Invece i suoi racconti hanno acceso i riflettori della stampa e del governo nazionale. Due interrogazioni parlamentari nel giro di pochi giorni (una del Partito democratico, l’altra di Sinistra Ecologia Libertà), una visita del sottosegretario alla Giustizia Giuseppe Berretta, l’interessamento del sindaco di Paternò e un’assemblea pubblica, proprio a casa di Emanuele Feltri, con centinaia di cittadini partecipanti e diverse associazioni ambientaliste presenti. «Voglio spostare l’attenzione dalla mia situazione personale al caso della Valle in generale», precisava l’agricoltore. Che adesso, però, lamenta «un silenzio assordante da parte delle istituzioni e delle forze dell’ordine». E ai suoi amici scrive: «Mi ha colpito un senso di sopraffazione e un terribile sconforto per una Sicilia ancora una volta offesa e violentata».

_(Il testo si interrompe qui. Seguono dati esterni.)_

impl SectionConfig {
    pub fn new(name: &str, mount: &str, record_type: &str, template: Template) -> Self {
        Self {
            name: name.to_string(),
            mount: normalize_mount(mount),
            record_type: record_type.to_string(),
            template,
            filter: None,
            default_bucket: None,
        }
    }

    pub fn with_filter(mut self, field: &str, equals: bool) -> Self {
        self.filter = Some(FilterPredicate {
            field: field.to_string(),
            equals,
        });
        self
    }

    /// Set the fallback bucket for unclassifiable records
    pub fn with_default_bucket(mut self, key: &str) -> Result<Self> {
        let scheme = self.template.bucket_scheme().ok_or_else(|| {
            Error::Config(format!(
                "section '{}' uses template '{}', which has no buckets",
                self.name, self.template
            ))
        })?;
        let bucket = scheme.bucket(key).ok_or_else(|| {
            Error::Config(format!(
                "section '{}': default bucket '{}' is not a {} bucket",
                self.name, key, self.template
            ))
        })?;
        self.default_bucket = Some(bucket);
        Ok(self)
    }

    /// Build from a config-file entry
    pub fn from_entry(entry: &SectionEntry) -> Result<Self> {
        let template: Template = entry.template.parse()?;
        let mut section = SectionConfig::new(&entry.name, &entry.mount, &entry.record_type, template);
        section.filter = entry.filter.as_ref().map(FilterPredicate::from);
        match &entry.default_bucket {
            Some(key) => section.with_default_bucket(key),
            None => Ok(section),
        }
    }

    /// `[data-liri-coffee]` form, for diagnostics
    pub fn selector(&self) -> String {
        format!("[{}]", self.mount)
    }

    /// Container attribute for one of this section's buckets
    pub fn bucket_mount(&self, bucket: &Bucket) -> String {
        let prefix = self
            .template
            .bucket_scheme()
            .map(|s| s.mount_prefix)
            .unwrap_or("data-liri-");
        format!("{}{}", prefix, bucket.key)
    }

    /// Cache key: the record type, plus the filter signature when filtered
    pub fn cache_key(&self) -> String {
        match &self.filter {
            Some(filter) => format!("{}?{}={}", self.record_type, filter.field, filter.equals),
            None => self.record_type.clone(),
        }
    }

    /// Whether `name` designates this section (display name or mount suffix)
    pub fn matches_name(&self, name: &str) -> bool {
        let name = name.trim();
        self.name.eq_ignore_ascii_case(name)
            || self
                .mount
                .strip_prefix("data-liri-")
                .map(|slug| slug.eq_ignore_ascii_case(name))
                .unwrap_or(false)
    }
}

/// Accept either `data-liri-x` or `[data-liri-x]`
fn normalize_mount(mount: &str) -> String {
    mount
        .trim()
        .trim_start_matches('[')
        .trim_end_matches(']')
        .trim()
        .to_string()
}

/// The restaurant site's section table
pub fn default_sections() -> Vec<SectionConfig> {
    vec![
        SectionConfig::new("coffee", "data-liri-coffee", "coffeeItem", Template::Simple),
        SectionConfig::new("tea", "data-liri-tea", "teaItem", Template::Simple),
        SectionConfig::new("soft drinks", "data-liri-softdrinks", "softDrinkItem", Template::Simple),
        SectionConfig::new(
            "sparkling water",
            "data-liri-sparklingwater",
            "sparklingWaterItem",
            Template::Simple,
        ),
        SectionConfig::new("juices", "data-liri-juices", "juiceItem", Template::Simple),
        SectionConfig::new(
            "signature cocktails",
            "data-liri-cocktails",
            "signatureCocktailItem",
            Template::TaggedCocktail,
        ),
        SectionConfig::new(
            "regular cocktails",
            "data-liri-regular-cocktails",
            "regularCocktailItem",
            Template::CategorizedCocktail,
        ),
        SectionConfig::new("wine", "data-liri-wine", "wineItem", Template::Wine),
        SectionConfig::new("beer", "data-liri-beer", "beerItem", Template::Beer),
        SectionConfig::new("spirits", "data-liri-spirits", "spiritItem", Template::SpiritVariant),
    ]
}

/// Sections from the config file, or the built-in table when none are configured
pub fn sections_from_config(config: &TomlConfig) -> Result<Vec<SectionConfig>> {
    match &config.sections {
        Some(entries) => entries.iter().map(SectionConfig::from_entry).collect(),
        None => Ok(default_sections()),
    }
}

#[cfg(test)]
mod tests {
    use super::*;

    #[test]
    fn test_template_parses_legacy_names() {
        assert_eq!("standard".parse::<Template>().unwrap(), Template::Simple);
        assert_eq!("cocktail".parse::<Template>().unwrap(), Template::TaggedCocktail);
        assert_eq!(
            "regularCocktail".parse::<Template>().unwrap(),
            Template::CategorizedCocktail
        );
        assert_eq!("spirit".parse::<Template>().unwrap(), Template::SpiritVariant);
        assert!("carousel".parse::<Template>().is_err());
    }

    #[test]
    fn test_bucket_mounts_follow_prefix() {
        let sections = default_sections();
        let wine = sections.iter().find(|s| s.name == "wine").unwrap();
        let beer = sections.iter().find(|s| s.name == "beer").unwrap();
        let spirits = sections.iter().find(|s| s.name == "spirits").unwrap();

        assert_eq!(wine.bucket_mount(&WINE_BUCKETS[3]), "data-liri-red-wine");
        assert_eq!(beer.bucket_mount(&BEER_BUCKETS[0]), "data-liri-beer-local");
        assert_eq!(spirits.bucket_mount(&SPIRIT_BUCKETS[8]), "data-liri-spirit-bourbon-rye");
    }

    #[test]
    fn test_wine_bucket_order() {
        let keys: Vec<_> = Template::Wine
            .bucket_scheme()
            .unwrap()
            .buckets
            .iter()
            .map(|b| b.key)
            .collect();
        assert_eq!(keys, vec!["sparkling-wine", "white-wine", "rose-wine", "red-wine"]);
    }

    #[test]
    fn test_cache_key_carries_filter() {
        let plain = SectionConfig::new("juices", "data-liri-juices", "juiceItem", Template::Simple);
        assert_eq!(plain.cache_key(), "juiceItem");
        let filtered = plain.with_filter("isAlcoholFree", true);
        assert_eq!(filtered.cache_key(), "juiceItem?isAlcoholFree=true");
    }

    #[test]
    fn test_default_bucket_validation() {
        let beer = SectionConfig::new("beer", "data-liri-beer", "beerItem", Template::Beer);
        let ok = beer.clone().with_default_bucket("imported").unwrap();
        assert_eq!(ok.default_bucket.map(|b| b.key), Some("imported"));
        assert!(beer.with_default_bucket("stout").is_err());

        let coffee = SectionConfig::new("coffee", "data-liri-coffee", "coffeeItem", Template::Simple);
        assert!(coffee.with_default_bucket("local").is_err());
    }

    #[test]
    fn test_mount_accepts_selector_form() {
        let section = SectionConfig::new("tea", "[data-liri-tea]", "teaItem", Template::Simple);
        assert_eq!(section.mount, "data-liri-tea");
        assert_eq!(section.selector(), "[data-liri-tea]");
    }

    #[test]
    fn test_matches_name() {
        let section = SectionConfig::new(
            "soft drinks",
            "data-liri-softdrinks",
            "softDrinkItem",
            Template::Simple,
        );
        assert!(section.matches_name("Soft Drinks"));
        assert!(section.matches_name("softdrinks"));
        assert!(!section.matches_name("juices"));
    }

    #[test]
    fn test_from_entry() {
        let entry = SectionEntry {
            name: "beer".to_string(),
            mount: "data-liri-beer".to_string(),
            record_type: "beerItem".to_string(),
            template: "beer".to_string(),
            filter: Some(FilterEntry {
                field: "isAlcoholFree".to_string(),
                equals: false,
            }),
            default_bucket: Some("imported".to_string()),
        };
        let section = SectionConfig::from_entry(&entry).unwrap();
        assert_eq!(section.template, Template::Beer);
        assert_eq!(section.filter.as_ref().unwrap().clause(), "isAlcoholFree == false");
        assert_eq!(section.default_bucket.unwrap().label, "Imported Beers");
    }

    #[test]
    fn test_sections_from_config_default_table() {
        let sections = sections_from_config(&TomlConfig::default()).unwrap();
        assert_eq!(sections.len(), 10);
        assert_eq!(sections[0].name, "coffee");
    }
}
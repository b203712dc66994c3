//! Per-template item nodes and list wrappers
//!
//! Every item builder returns `None` when the record fails title
//! validation. A missing price never skips an item; the price cell is
//! rendered blank.

use super::node::{Element, Node};
use crate::model::MenuItemRecord;
use crate::price::{self, PriceShape};
use crate::section::{BucketLayout, Template};

/// Class carried by every rendered price cell
pub const PRICE_CLASS: &str = "menu-item-price";

/// Presentation node for one record
pub fn item_node(record: &MenuItemRecord, template: Template, language: &str) -> Option<Node> {
    let title = record.display_title(language)?;
    let price = price::format(&PriceShape::of(record, template));

    let node = match template {
        Template::Simple => simple_item(title, &price),
        Template::TaggedCocktail => tagged_cocktail_item(record, title, &price, language),
        Template::CategorizedCocktail | Template::SpiritVariant => {
            described_item(title_cell(title), &price, record.display_description(language))
        }
        Template::Wine => wine_item(record, title, &price, language),
        Template::Beer => beer_item(record, title, &price, language),
    };
    Some(node.into())
}

fn title_cell(title: &str) -> Element {
    Element::div().class("menu-item-title").text(title)
}

fn title_row(title: Element, price: &str) -> Element {
    Element::div()
        .class("w-layout-grid menu-item-tittle")
        .child(title)
        .child(Element::div().class("menu-item-dots"))
        .child(Element::div().class(PRICE_CLASS).text(price))
}

fn simple_item(title: &str, price: &str) -> Element {
    Element::div()
        .class("menu-item-wrapper")
        .child(title_row(title_cell(title), price))
}

fn described_item(title: Element, price: &str, description: Option<&str>) -> Element {
    let item = Element::div()
        .class("menu-item-wrapper")
        .child(title_row(title, price));
    match description {
        Some(text) => item.child(Element::div().class("menu-item-description").text(text)),
        None => item,
    }
}

fn wine_item(record: &MenuItemRecord, title: &str, price: &str, language: &str) -> Element {
    let grapes = record.display_grape_varieties(language);
    let description = record.display_description(language);

    let item = Element::div()
        .class("menu-item-wrapper")
        .child(title_row(title_cell(title), price));
    if description.is_none() && grapes.is_none() {
        return item;
    }

    let mut text = Element::div().class("menu-item-description");
    if let Some(description) = description {
        text = text.text(description);
    }
    if let Some(grapes) = grapes {
        let span = Element::new("span")
            .class("grape_variety")
            .text(&format!("({})", grapes));
        text = if description.is_some() {
            text.text(" ").child(span)
        } else {
            text.child(span)
        };
    }
    item.child(text)
}

fn beer_item(record: &MenuItemRecord, title: &str, price: &str, language: &str) -> Element {
    let mut cell = title_cell(title);
    if let Some(size) = record.size_label() {
        if !title.contains(size.as_str()) {
            cell = cell.child(
                Element::new("span")
                    .class("text-size-tiny text-weight-normal")
                    .text(&format!(" {}ml", size)),
            );
        }
    }
    described_item(cell, price, record.display_description(language))
}

/// `/signature-cocktails/<slug>` path for a cocktail title
pub fn cocktail_slug(title: &str) -> String {
    title
        .to_lowercase()
        .split_whitespace()
        .collect::<Vec<_>>()
        .join("-")
}

fn tagged_cocktail_item(
    record: &MenuItemRecord,
    title: &str,
    price: &str,
    language: &str,
) -> Element {
    let heading = Element::div()
        .class("w-layout-grid cocktail-item-tittle")
        .child(Element::div().class("heading-style-h3").text(title))
        .child(Element::div().class("menu-item-dots"))
        .child(Element::div().class("heading-style-h5").class(PRICE_CLASS).text(price));

    let description = Element::div().class("cocktail-description_wrapper").child(
        Element::div()
            .class("text-size-medium")
            .text(record.display_description(language).unwrap_or_default()),
    );

    let tags = record.tag_names();
    let mut bottom = Element::div().class("cocktail-item_bottom-area");
    if !tags.is_empty() {
        let chips = tags.into_iter().map(|name| {
            Element::div().class("flavour-tag_container w-dyn-item").child(
                Element::div()
                    .class("flavour-tag")
                    .child(Element::div().class("text-size-small").text(name)),
            )
        });
        bottom = bottom.child(
            Element::div()
                .class("w-dyn-list")
                .child(Element::div().class("flavour-tags w-dyn-items").children(chips)),
        );
    }

    let link = Element::new("a")
        .class("cocktail-page_link w-inline-block w-condition-invisible")
        .attr("href", &format!("/signature-cocktails/{}", cocktail_slug(title)));

    let mut badge = Element::div().class("new-cocktail_wrapper");
    if !record.is_new() {
        badge = badge.class("w-condition-invisible");
    }
    let badge = badge.child(Element::div().class("text-size-tiny").text("NEW"));

    Element::div().class("w-dyn-item").child(
        Element::div()
            .class("cocktail-item_wrapper")
            .child(heading)
            .child(description)
            .child(Element::div().class("spacer-tiny"))
            .child(bottom)
            .child(link)
            .child(badge),
    )
}

/// Wrap a flat section's item nodes
pub fn wrap_section(template: Template, items: Vec<Node>) -> Node {
    match template {
        Template::TaggedCocktail => Element::div()
            .class("w-layout-grid menu-section-wrapper")
            .child(
                Element::div()
                    .class("w-dyn-list")
                    .child(Element::div().class("collection-list w-dyn-items").children(items)),
            )
            .into(),
        _ => Element::div()
            .class("w-layout-grid menu-section-wrapper")
            .children(items)
            .into(),
    }
}

/// Wrap one bucket's item nodes
pub fn wrap_bucket(layout: BucketLayout, items: Vec<Node>) -> Node {
    match layout {
        BucketLayout::Accordion => Element::div()
            .class("w-layout-grid accordion-content")
            .child(Element::div().class("spacer-small"))
            .children(items)
            .child(Element::div().class("spacer-small"))
            .into(),
        BucketLayout::Grid => Element::div()
            .class("w-layout-grid menu-section-wrapper")
            .children(items)
            .into(),
    }
}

Intanto, le indagini sul suo caso sono partite e spetterà alla procura di Catania decidere se aprire oppure no un fascicolo. «Dire che si tratti di azioni di matrice mafiosa è prematuro precisano fonti investigative Fatti come questi sono all’ordine del giorno, nel paternese. Ci sono persone che non si fanno scrupoli di nessun tipo, neanche per banali questioni agricole». Questo, puntualizzano gli inquirenti, non significa che «dietro al caso Feltri non ci siano ragioni ben più profonde». Legate alla malavita organizzata. «Il territorio è molto ampio, le campagne sono dispersive e poco collegate con le strade, ci sono posti in cui le macchine non arrivano e tenere il conto di tutto quello che succede è complicato», proseguono gli investigatori. Certo è che «i presidi dei carabinieri a casa di Feltri saranno intensificati e resi più visibili: nei giorni scorsi erano stati discreti ma, com’è evidente, c’è bisogno di segnali di protezione più netti».